И вот прошло десятилетие. Десять лет со дня его смерти. И я опять чувствую необходимость написать о нем. Но теперь совсем иначе, чем тогда. Прежде всего, мне надо напомнить о нем: ведь его почти совсем — все же, надеюсь, не окончательно — забыли. Все, что он так усердно писал «для вечности», так и осталось неизданным. А он говорил мне, что то, что он пишет теперь — то есть тогда, перед своей смертью, — «самое значительное, самое важное». Он торопился, чтобы успеть все сказать, он сознавал, что времени у него осталось мало, хотя и не предвидел такого скорого конца.
— С трудом превозмогаю свою лень, — говорил он. — Мне хочется поваляться в кровати, послушать радио, почитать газету, поболтать по телефону, а я вместо того до поздней ночи не покладая рук стучу на машинке «для вечности». Знаю, что впервые в жизни делаю настоящее, нужное дело, что все, что я прежде делал, ни в какое сравнение не идет с теперешним, что мое «outre tombe»[47]
потрясет умы и сердца.Он был уверен, что после его смерти сейчас же издадут все оставленное им и каждая его страница будет изучаться, разбираться и комментироваться.
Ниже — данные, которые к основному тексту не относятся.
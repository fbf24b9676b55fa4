//! Door unit emulator.
//!
//! Serves the same control surface as the camera board at the door:
//!
//! ```text
//!   GET|POST /start_stream   {"status":"success","streaming":true}
//!   GET|POST /stop_stream    {"status":"success","streaming":false}
//!   GET      /stream         multipart/x-mixed-replace MJPEG, frames only
//!                            while streaming is on
//!   GET      /healthz        200
//! ```
//!
//! Every `/stream` client gets its own frame generator, like the board does.
//! Failure injection (`reject_commands`, `command_delay`) lets the session
//! be driven into its error paths.

use std::convert::Infallible;
use std::sync::atomic::{AtomicBool, Ordering};
use std::sync::{Arc, Mutex};
use std::time::Duration;

use axum::body::{Body, Bytes};
use axum::extract::State;
use axum::http::{header, StatusCode};
use axum::response::{IntoResponse, Json, Response};
use axum::routing::get;
use axum::Router;
use doorcam_proto::protocol::{DeviceReply, StreamAction, MJPEG_BOUNDARY};
use image::codecs::jpeg::JpegEncoder;
use image::{Rgb, RgbImage};
use tokio::net::TcpListener;
use tokio::time::MissedTickBehavior;
use tracing::{debug, error, info, warn};

const FRAME_WIDTH: u32 = 320;
const FRAME_HEIGHT: u32 = 240;
const JPEG_QUALITY: u8 = 75;

#[derive(Debug, Clone)]
pub struct SimOptions {
    /// Answer every command with `{"status":"error"}`.
    pub reject_commands: bool,
    /// Hold every command this long before answering.
    pub command_delay: Duration,
    pub fps: u32,
}

impl Default for SimOptions {
    fn default() -> Self {
        Self {
            reject_commands: false,
            command_delay: Duration::ZERO,
            fps: 15,
        }
    }
}

struct SimInner {
    options: SimOptions,
    streaming: AtomicBool,
    commands: Mutex<Vec<StreamAction>>,
}

/// Shared device state.  Clones see the same device.
#[derive(Clone)]
pub struct SimState {
    inner: Arc<SimInner>,
}

impl SimState {
    pub fn new(options: SimOptions) -> Self {
        Self {
            inner: Arc::new(SimInner {
                options,
                streaming: AtomicBool::new(false),
                commands: Mutex::new(Vec::new()),
            }),
        }
    }

    pub fn is_streaming(&self) -> bool {
        self.inner.streaming.load(Ordering::SeqCst)
    }

    /// Every command received so far, in arrival order.
    pub fn command_log(&self) -> Vec<StreamAction> {
        match self.inner.commands.lock() {
            Ok(log) => log.clone(),
            Err(poisoned) => poisoned.into_inner().clone(),
        }
    }

    fn record(&self, action: StreamAction) {
        match self.inner.commands.lock() {
            Ok(mut log) => log.push(action),
            Err(poisoned) => poisoned.into_inner().push(action),
        }
    }

    async fn command(&self, action: StreamAction) -> Json<DeviceReply> {
        self.record(action);
        let delay = self.inner.options.command_delay;
        if !delay.is_zero() {
            debug!("sim: holding {} for {:?}", action, delay);
            tokio::time::sleep(delay).await;
        }
        if self.inner.options.reject_commands {
            warn!("sim: rejecting {}", action);
            return Json(DeviceReply::error(format!("{} refused by simulator", action)));
        }

        let streaming = action == StreamAction::Start;
        self.inner.streaming.store(streaming, Ordering::SeqCst);
        info!("sim: {} -> streaming={}", action, streaming);
        Json(DeviceReply::success(streaming))
    }
}

pub fn router(state: SimState) -> Router {
    Router::new()
        .route("/start_stream", get(start_stream).post(start_stream))
        .route("/stop_stream", get(stop_stream).post(stop_stream))
        .route("/stream", get(stream))
        .route("/healthz", get(healthz))
        .layer(tower_http::trace::TraceLayer::new_for_http())
        .layer(tower_http::cors::CorsLayer::permissive())
        .with_state(state)
}

/// Serve on an already-bound listener (port 0 works for tests).
pub fn start_server(listener: TcpListener, state: SimState) -> tokio::task::JoinHandle<()> {
    tokio::spawn(async move {
        match listener.local_addr() {
            Ok(addr) => info!("sim: door unit listening on http://{}", addr),
            Err(e) => warn!("sim: listener has no local address: {}", e),
        }
        if let Err(e) = axum::serve(listener, router(state)).await {
            error!("sim: server error: {}", e);
        }
    })
}

async fn start_stream(State(state): State<SimState>) -> Json<DeviceReply> {
    state.command(StreamAction::Start).await
}

async fn stop_stream(State(state): State<SimState>) -> Json<DeviceReply> {
    state.command(StreamAction::Stop).await
}

async fn healthz() -> StatusCode {
    StatusCode::OK
}

async fn stream(State(state): State<SimState>) -> Response {
    info!("sim: client connected to /stream");
    let fps = state.inner.options.fps.max(1);
    let mut ticker = tokio::time::interval(Duration::from_secs(1) / fps);
    ticker.set_missed_tick_behavior(MissedTickBehavior::Delay);

    let frames = futures_util::stream::unfold((state, ticker, 0u64), |(state, mut ticker, mut n)| async move {
        loop {
            ticker.tick().await;
            if !state.is_streaming() {
                continue;
            }
            n += 1;
            match encode_frame(n) {
                Ok(jpeg) => {
                    return Some((Ok::<_, Infallible>(multipart_part(&jpeg)), (state, ticker, n)));
                }
                Err(e) => warn!("sim: frame {} failed to encode: {}", n, e),
            }
        }
    });

    (
        [
            (
                header::CONTENT_TYPE,
                format!("multipart/x-mixed-replace; boundary={}", MJPEG_BOUNDARY),
            ),
            (
                header::CACHE_CONTROL,
                "no-cache, no-store, must-revalidate".to_string(),
            ),
        ],
        Body::from_stream(frames),
    )
        .into_response()
}

fn multipart_part(jpeg: &[u8]) -> Bytes {
    let mut part = Vec::with_capacity(jpeg.len() + 64);
    part.extend_from_slice(format!("--{}\r\nContent-Type: image/jpeg\r\n\r\n", MJPEG_BOUNDARY).as_bytes());
    part.extend_from_slice(jpeg);
    part.extend_from_slice(b"\r\n");
    Bytes::from(part)
}

/// Test card: a colour gradient with a bar sweeping across it, so a viewer
/// can tell the feed is live.
pub fn encode_frame(n: u64) -> image::ImageResult<Vec<u8>> {
    let bar = (n * 8 % u64::from(FRAME_WIDTH)) as u32;
    let img = RgbImage::from_fn(FRAME_WIDTH, FRAME_HEIGHT, |x, y| {
        if x.abs_diff(bar) < 6 {
            Rgb([240, 240, 240])
        } else {
            Rgb([
                (x * 255 / FRAME_WIDTH) as u8,
                (y * 255 / FRAME_HEIGHT) as u8,
                (n % 256) as u8,
            ])
        }
    });

    let mut jpeg = Vec::new();
    JpegEncoder::new_with_quality(&mut jpeg, JPEG_QUALITY).encode_image(&img)?;
    Ok(jpeg)
}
— Я стану «властителем дум грядущих поколений», — полунасмешливо говорил он. — Жаль, что я не увижу этого. С того света вряд ли что разглядеть удастся. Но знаю, так будет, и это сознание заставляет меня писать. Хотя, ох! Как иногда не хочется. А надо!
Адамович, как большинство писателей, после смерти вступил в полосу «временного забвения», но это все же не помешало возникновению всевозможных мифов и легенд о нем, а как раз этого он очень опасался.
— Подумать только, какой вздор болтают об Ахматовой — о ее любви к Блоку, о том, что из-за нее повесился студент, о том, что Гумилев не отец ее сына Левы! А о Гумилеве! Какой-то болван выдумал даже, что он косил оттого, что у него был стеклянный глаз. А читатели верят каждому печатному слову. Боюсь, что и обо мне будут черт знает что сочинять. А я хочу, чтобы обо мне писали бы только правду, — говорил он мне как-то еще до своей поездки в Америку за одним из наших еженедельных обедов в ресторане на Елисейских полях.
— Всю правду без утайки?
Он поморщился.
— Никто не хочет, чтобы о нем знали всю правду. Есть вещи, о которых нельзя говорить, — у каждого. Но я против лжи, против наведения тени и против того, чтобы меня покрывали сахарной глазурью — ах, он был ангел, добрый до святости! Пожалуйста, помните это, если когда-нибудь вам захочется писать обо мне — la verite, rien que la verite[48]
— но, конечно, не toute la verite[49]. Ведь вы обо мне все знаете, больше, чем кто-либо другой.Да, действительно, я знала о нем очень много. Сам он уверял меня, что ни с кем на свете не был так — до конца, как на духу, — откровенен. Ни с сестрой, ни с Любовями, ни с друзьями.
— Вы все обо мне знаете, — говорил он.
Но я была в этом далеко не уверена. Все же думаю, что я лучше, чем кто-либо, знала его жизнь и его самого.
— Я не хочу казаться тем, кем я не был, — тогда же сказал он мне. — Ни ходуль, ни крыльев у меня нет. — И, уже улыбаясь, добавил: — Если вам удастся пережить меня, позаботьтесь о моей посмертной репутации. Не хочу, чтобы меня сделали мумией. А я обещаю вам, если вы первая преставитесь, учредить Общество ревнителей памяти Ирины Одоевцевой и стать его председателем. И прославлять вас.
Я смеюсь.
— Спасибо. Значит, мне, в интересах моей посмертной славы, не следует слишком долго задерживаться на этом свете и поскорее перебираться на тот? Но довольно, довольно гробокопательных разговоров. Да и рано их вести — мы с вами ведь еще молоды, ведь у нас с вами
цитирую я строки из посвященного ему стихотворения. Он пожимает плечами.
— Как ни дико, а иногда я на самом деле чувствую себя молодым. В особенности с вами, как будто мы еще в Петербурге, на Почтамтской. Все же обещайте свято и нерушимо говорить и писать обо мне — после моей смерти — одну правду без прикрас и мифов.
И я поднимаю руку и торжественно произношу:
— Одну правду! Обещаю. Без прикрас и мифов.